DICKINSON, N.D.-Kris Ringwall retired from North Dakota State University Extension as director of the Dickinson Research and Extension Center on Oct. 30 and the next day started a new career at the University of Saskatchewan.
On Nov. 1, Ringwall, 65, become the director of the new, $38 million Livestock and Forage Centre of Excellence at the University of Saskatchewan. It is a new research, teaching and industry center-a collaboration between the College of Agriculture and Bioresources and the Western College of Veterinary Medicine. It has a budget nearly five-times the size of the Dickinson station, Ringwall said.
A livestock geneticist and native of Columbus, N.D., near Crosby, Ringwall holds a bachelor's degrees from NDSU and master's and doctorate degrees from Oklahoma State University. He held the North Dakota post since 1992. He was an Extension livestock specialist and retains the title of professor emeritus of animal science.
Ringwall was well-known for writing some 900 BeefTalk columns, starting in the fall of 2000. The columns always ended with the exhortation, "May you find all your ear tags." Tim Faller, former superintendent at the NDSU Hettinger Experiment Station, will fll in as acting director.
Greg Lardy, acting Experiment Station Director, is an international expert on beef cattle production and is not surprised he fit the bill for the new center. "Big shoes to fill," Lardy said. NDSU is interviewing for an interim superintendent and will wait for the legislative session to determine whether the budget will allow for a permanent replacement.
"We all have roots in agriculture," Ringwall, a he took the new job.. "The excitement of helping to create, guide and ultimately implement research and education involving livestock and agricultural products of the soil will be a driving force within the Livestock and Forage Centre of Excellence, ultimately impacting future generations."
Mary Buhr, dean of the College of Agriculture and Bioresources, said Ringwall has a long list of responsibilities as the new centre is in its infancy. "He will be working to iron out all the wrinkles of two brand-new facilities. He is in charge of pulling the entire centre together when it hasn't existed before. He'll be building a team and helping people from the three units work together when they haven't before," she said.

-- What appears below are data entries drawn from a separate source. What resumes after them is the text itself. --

//! Command handlers for the field scene.

use cutscene_core::command::Command;
use cutscene_core::content::ContentSource;
use cutscene_core::event::{FnSink, PresentationEvent, PresentationSink};
use cutscene_core::script::{Actor, DialogueLine};
use cutscene_runtime::{PlaybackHandle, PlaybackOutcome, Stage, drive};
use tracing::info;

use crate::domain::commands::PlayEncounter;
use crate::domain::encounter::{EncounterConfig, EncounterDirector};
use crate::domain::player::{DialogueConfig, DialoguePlayer};

/// Handles the `PlayEncounter` command: loads both actors' lines from
/// `content` and starts the encounter on `stage`, superseding whatever the
/// stage was playing.
///
/// # Panics
///
/// Panics if called outside a tokio runtime.
pub fn handle_play_encounter<K>(
    command: &PlayEncounter,
    content: &dyn ContentSource,
    config: EncounterConfig,
    stage: &Stage,
    sink: K,
) -> PlaybackHandle
where
    K: PresentationSink + 'static,
{
    let wizard = content.dialogue(Actor::Wizard);
    let monster = content.dialogue(Actor::Monster);
    let (wizard_count, monster_count) = (wizard.len(), monster.len());

    let mut director = EncounterDirector::new(config);
    let first = director.start(wizard, monster);
    let handle = stage.play(director, first, sink);

    info!(
        command = command.command_type(),
        correlation_id = %command.correlation_id(),
        run_id = %handle.run_id(),
        wizard_lines = wizard_count,
        monster_lines = monster_count,
        "encounter playback started"
    );
    handle
}

/// Plays `lines` on the current task, calling `on_advance` with the index of
/// every line after the first and `on_complete` once after the last line has
/// faded out.
pub async fn play_lines<A, C>(
    lines: Vec<DialogueLine>,
    config: DialogueConfig,
    mut on_advance: A,
    mut on_complete: C,
) -> PlaybackOutcome
where
    A: FnMut(usize) + Send,
    C: FnMut() + Send,
{
    let mut player = DialoguePlayer::new(config);
    let first = player.play_lines(lines);
    let mut sink = FnSink(|event: PresentationEvent| match event {
        PresentationEvent::LineAdvanced { index, .. } => on_advance(index),
        PresentationEvent::Complete => on_complete(),
        _ => {}
    });
    drive(&mut player, first, &mut sink).await
}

"Kris is an exceptional match for the LFCE's broad mission and its large family of partnerships. He has a long and productive career in research, extension and outreach targeting both the livestock and forage industries," said Dr. Douglas Freeman, dean of the Western College of Veterinary Medicine.
The center boasts 27 quarters of land in three units in a complex of field and science laboratories
• Beef Cattle Research and Teaching Unit is south of Clavet, Saskatchewan, and includes a feedlot with 1,500-head capacity, as well as environmental monitoring.
• Forage and Cow-Calf Research and Teaching Unit, also south of Clavet, has 300 breeding cows.
• Goodale Research and Teaching Farm near Floral Saskatchewan, includes 165 breeding cows, plus horses, bison and deer.
At NDSU, Ringwall led research and producer understanding of numerous technologies and methods. Past Agweek stories featured his thoughts on high-frequency RFID tagging systems, and electronic animal identification systems.
The research center built its new headquarters in Dickinson during Ringwall's tenure. It added facilities at its ranch facility southwest of Manning. The center developed replicated crop fields and pastures for long-term integrated and beef cattle research.
In an Agweek interview and story this fall,, Ringwall discussed integrating crop and forage production, while reducing purchased inputs. Ringwall had been involved in cattle breeding projects to identify beef cattle frame size on longevity and profitability.